Ein schwieriges Unterfangen, denn der Gesetzgeber bietet kaum Spielraum dafür (§§ 1600 ff BGB). Eine Anfechtung ist nur möglich, wenn im „maßgeblichen Zeitpunkt“ keine sozial-familiäre Beziehung zwischen dem Kind und dem rechtlichen Vater bestand. Wann dieser Zeitpunkt war, bestimmt der Gesetzgeber nicht. Genau das ist aber die entscheidende Frage in der Verfassungsbeschwerde des leiblichen Vaters.
AG Halle stimmt dem leiblichen Vater zu, OLG Naumburg widerspricht
In erster Instanz hatte der Kindsvater Erfolg, da das AG Halle (Saale) keinen Zweifel daran hatte, dass er die Verantwortung für seinen Sohn übernehmen wolle. Es sei zweifelhaft, ob im Zeitpunkt der letzten Anhörung eine Beziehung zum inzwischen anerkannten rechtlichen Vater bestanden habe. Dem leiblichen Vater dürfe nicht die rechtliche Vaterschaft verwehrt bleiben, nur weil diese zwischenzeitlich von einem neuen Partner anerkannt worden sei (AG Halle, 05.08.2021, Az. 26 F 1064/20AB).

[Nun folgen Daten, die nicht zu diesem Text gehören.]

use std::io;

use thiserror::Error;

/// Errors raised while building a client or one of its sinks.
#[derive(Debug, Error)]
pub enum StatsdError {
    #[error("unable to resolve {0}: {1}")]
    Resolve(String, #[source] io::Error),

    #[error("no {family} address found for {host}")]
    NoAddress { host: String, family: &'static str },

    #[error("io error: {0}")]
    Io(#[from] io::Error),
}

/// Misuse of a [`Timer`](crate::Timer).
#[derive(Debug, Error, PartialEq, Eq)]
pub enum TimerError {
    #[error("timer has not started")]
    NotStarted,

    #[error("no data recorded")]
    NoData,

    #[error("already sent data")]
    AlreadySent,
}

/// Error types for parsing metrics from wire lines.
#[derive(Debug, Error, PartialEq, Eq)]
pub enum ParseError {
    // Error message, column
    #[error("{0} (column {1})")]
    SyntaxError(&'static str, usize),
}

pub type Result<T> = std::result::Result<T, StatsdError>;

Die Kindsmutter und der rechtliche Vater legten Beschwerden beim Oberlandesgericht (OLG) Naumburg ein. Dabei verwiesen sie auf ein Urteil des Bundesgerichtshofs (BGH). Dessen Richter hielten die Anfechtung der rechtlichen Vaterschaft für unbegründet, wenn bei Abschluss des Verfahrens eine sozial-familiäre Beziehung zwischen dem rechtlichen Vater und dem Kind existierte. Das gelte auch, wenn diese Beziehung bei Antragsstellung noch nicht bestanden hatte.

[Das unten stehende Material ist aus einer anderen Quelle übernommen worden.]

use std::io;
use std::net::{Ipv4Addr, Ipv6Addr, SocketAddr, ToSocketAddrs, UdpSocket};

use log::debug;

use super::{resolve, MetricSink};
use crate::error::{Result, StatsdError};
use crate::DEFAULT_MAX_UDP_SIZE;

/// Datagram transport. Delivery is best effort.
#[derive(Debug)]
pub struct UdpMetricSink {
    addr: SocketAddr,
    socket: UdpSocket,
    max_udp_size: usize,
}

impl UdpMetricSink {
    /// Resolve `host` once and bind an ephemeral local socket of the same
    /// address family.
    pub fn new(host: &str, port: u16, ipv6: bool) -> Result<UdpMetricSink> {
        let addr = resolve(host, port, ipv6)?;
        UdpMetricSink::bind(addr)
    }

    /// Resolve `host`, e.g. `"127.0.0.1:8125"`, preferring an IPv4 address.
    ///
    /// An IPv6 address is only used when `host` resolves to nothing else,
    /// as with an IPv6 literal such as `"[::1]:8125"`.
    pub fn from_host<A: ToSocketAddrs>(host: A) -> Result<UdpMetricSink> {
        let addr = prefer_ipv4(host.to_socket_addrs()?)
            .ok_or_else(|| StatsdError::Io(io::Error::new(io::ErrorKind::NotFound, "no address")))?;
        UdpMetricSink::bind(addr)
    }

    /// Send through an existing socket.
    pub fn from_socket(addr: SocketAddr, socket: UdpSocket) -> UdpMetricSink {
        UdpMetricSink {
            addr,
            socket,
            max_udp_size: DEFAULT_MAX_UDP_SIZE,
        }
    }

    pub fn with_max_udp_size(mut self, size: usize) -> UdpMetricSink {
        self.max_udp_size = size;
        self
    }

    pub fn addr(&self) -> SocketAddr {
        self.addr
    }

    fn bind(addr: SocketAddr) -> Result<UdpMetricSink> {
        // Bind to a generic port as we'll only be writing on this socket.
        let local = if addr.is_ipv6() {
            SocketAddr::from((Ipv6Addr::UNSPECIFIED, 0))
        } else {
            SocketAddr::from((Ipv4Addr::UNSPECIFIED, 0))
        };
        let socket = UdpSocket::bind(local)?;
        debug!("sending statsd datagrams to {addr}");
        Ok(UdpMetricSink::from_socket(addr, socket))
    }
}

fn prefer_ipv4<I: IntoIterator<Item = SocketAddr>>(addrs: I) -> Option<SocketAddr> {
    let mut fallback = None;
    for addr in addrs {
        if addr.is_ipv4() {
            return Some(addr);
        }
        fallback.get_or_insert(addr);
    }
    fallback
}

impl MetricSink for UdpMetricSink {
    fn emit(&self, data: &str) -> io::Result<usize> {
        self.socket.send_to(data.as_bytes(), self.addr)
    }

    fn max_packet_size(&self) -> Option<usize> {
        Some(self.max_udp_size)
    }
}

#[cfg(test)]
mod tests {
    use super::*;

    #[test]
    fn emit_reaches_listener() {
        let server = UdpSocket::bind("127.0.0.1:0").unwrap();
        let port = server.local_addr().unwrap().port();
        let sink = UdpMetricSink::new("127.0.0.1", port, false).unwrap();
        assert_eq!(Some(512), sink.max_packet_size());

        sink.emit("test.count:1|c").unwrap();
        let mut buf = [0u8; 64];
        let (len, _) = server.recv_from(&mut buf).unwrap();
        assert_eq!(b"test.count:1|c", &buf[..len]);
    }

    #[test]
    fn from_host_with_max_size() {
        let sink = UdpMetricSink::from_host("127.0.0.1:8125")
            .unwrap()
            .with_max_udp_size(1432);
        assert_eq!(Some(1432), sink.max_packet_size());
        assert_eq!(8125, sink.addr().port());
    }

    #[test]
    fn ipv4_preferred_over_ipv6() {
        let v6: SocketAddr = "[::1]:8125".parse().unwrap();
        let v4: SocketAddr = "127.0.0.1:8125".parse().unwrap();
        assert_eq!(Some(v4), prefer_ipv4(vec![v6, v4]));
        assert_eq!(Some(v6), prefer_ipv4(vec![v6]));
        assert_eq!(None, prefer_ipv4(Vec::new()));
    }

    #[test]
    fn from_host_name_uses_ipv4() {
        let sink = UdpMetricSink::from_host("localhost:8125").unwrap();
        assert!(sink.addr().is_ipv4());
    }
}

Dieser Entscheidung schloss sich das OLG Naumburg im vorliegenden Fall an und wies den Antrag des leiblichen Vaters als unbegründet ab (OLG Naumburg, 05.08.2021, Az. 8 UF 95/21). Dabei räumte der Senat jedoch ein, dass ein leiblicher Vater aufgrund der aktuellen gesetzlichen Regelung keine Möglichkeit habe, die rechtliche Vaterstellung für sein Kind einzunehmen.
Leiblicher Vater reicht Verfassungsbeschwerde ein
Mit seiner Verfassungsbeschwerde wollte der leibliche Vater in der letzten Instanz erreichen, dass die Entscheidung des OLG aufgehoben wird. Das Urteil greife in sein nach Art. 6 Abs. 2 GG verankertes Recht als leiblicher Vater ein, auch die rechtliche Vaterschaft übernehmen zu dürfen. Er habe in seiner Vaterrolle alles unternommen, was möglich sei, um als rechtlicher Vater anerkannt zu werden. Zudem sei er verpflichtet, das Kind vor einem einseitigen Bestimmungsrecht der Mutter zu schützen, argumentiert der Kläger in seiner Verfassungsbeschwerde.

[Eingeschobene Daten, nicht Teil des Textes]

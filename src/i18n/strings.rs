/// Keys of the user-facing texts produced by the page controller.
///
/// Everything else on the page is bilingual markup toggled by the language
/// switcher; only the form feedback is generated at runtime.
#[derive(Debug, Clone, Copy, PartialEq, Eq, Hash)]
pub enum TextKey {
    FormSuccess,
    NameError,
    EmailError,
    ServiceError,
    MessageError,
}

impl TextKey {
    /// Stable identifier of the key, as used in logs.
    pub fn as_str(&self) -> &'static str {
        match self {
            TextKey::FormSuccess => "form_success",
            TextKey::NameError => "name_error",
            TextKey::EmailError => "email_error",
            TextKey::ServiceError => "service_error",
            TextKey::MessageError => "message_error",
        }
    }
}

/// All localized user-facing strings for a language
///
/// An empty string marks a text the language does not provide; lookups then
/// fall back to the canonical language.
#[derive(Debug, Clone)]
pub struct LanguageStrings {
    // ==================== Form Feedback ====================
    /// Shown above the inquiry form after a valid submission
    pub form_success: &'static str,

    // ==================== Validation Errors ====================
    /// Name shorter than 2 characters
    pub name_error: &'static str,

    /// Email not shaped like `local@domain.tld`
    pub email_error: &'static str,

    /// No service selected
    pub service_error: &'static str,

    /// Message shorter than 10 characters
    pub message_error: &'static str,
}

impl LanguageStrings {
    /// Look up a text, `None` when this language does not provide it.
    pub fn get(&self, key: TextKey) -> Option<&'static str> {
        let text = match key {
            TextKey::FormSuccess => self.form_success,
            TextKey::NameError => self.name_error,
            TextKey::EmailError => self.email_error,
            TextKey::ServiceError => self.service_error,
            TextKey::MessageError => self.message_error,
        };
        if text.is_empty() {
            None
        } else {
            Some(text)
        }
    }
}

// ==================== English Strings ====================

/// English language strings (canonical)
pub const ENGLISH_STRINGS: LanguageStrings = LanguageStrings {
    form_success: "Thank you for your inquiry! We will get back to you soon.",
    name_error: "Please enter a valid name (at least 2 characters).",
    email_error: "Please enter a valid email address.",
    service_error: "Please select a service.",
    message_error: "Please enter a message (at least 10 characters).",
};

// ==================== Hindi Strings ====================

/// Hindi language strings
pub const HINDI_STRINGS: LanguageStrings = LanguageStrings {
    form_success: "आपकी पूछताछ के लिए धन्यवाद! हम जल्द ही आपसे संपर्क करेंगे।",
    name_error: "कृपया एक वैध नाम दर्ज करें (कम से कम 2 अक्षर)।",
    email_error: "कृपया एक वैध ईमेल पता दर्ज करें।",
    service_error: "कृपया एक सेवा चुनें।",
    message_error: "कृपया एक संदेश दर्ज करें (कम से कम 10 अक्षर)।",
};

BVerfG: Das Elterngrundrecht ist durch den Gesetzgeber neu auszugestalten
Das Bundesverfassungsgericht hat der Verfassungsbeschwerde des leiblichen Vaters in weiten Teilen stattgegeben. Die Richter stellten fest, dass das Elterngrundrecht neu ausgestaltet werden müsse (BVerfG, 09.04.2024,Az. 1 BvR 2017/21).
Das bisherige Recht genüge deshalb nicht, weil es weder seine Bemühungen um die rechtliche Vaterschaft noch die sozial-familiäre Beziehung zwischen ihm und dem Kind in die Entscheidung mit einbeziehe. Es sei sicherzustellen, dass die Übernahme der rechtlichen Elternschaft auch für einen leiblichen Vater möglich sei.
Bis zur Neuregelung bleibt der § 1600 Abs. 2,3 S. 1 BGB (Anfechtungsberechtigte) in Kraft, längstens aber bis zum 30.06.2025.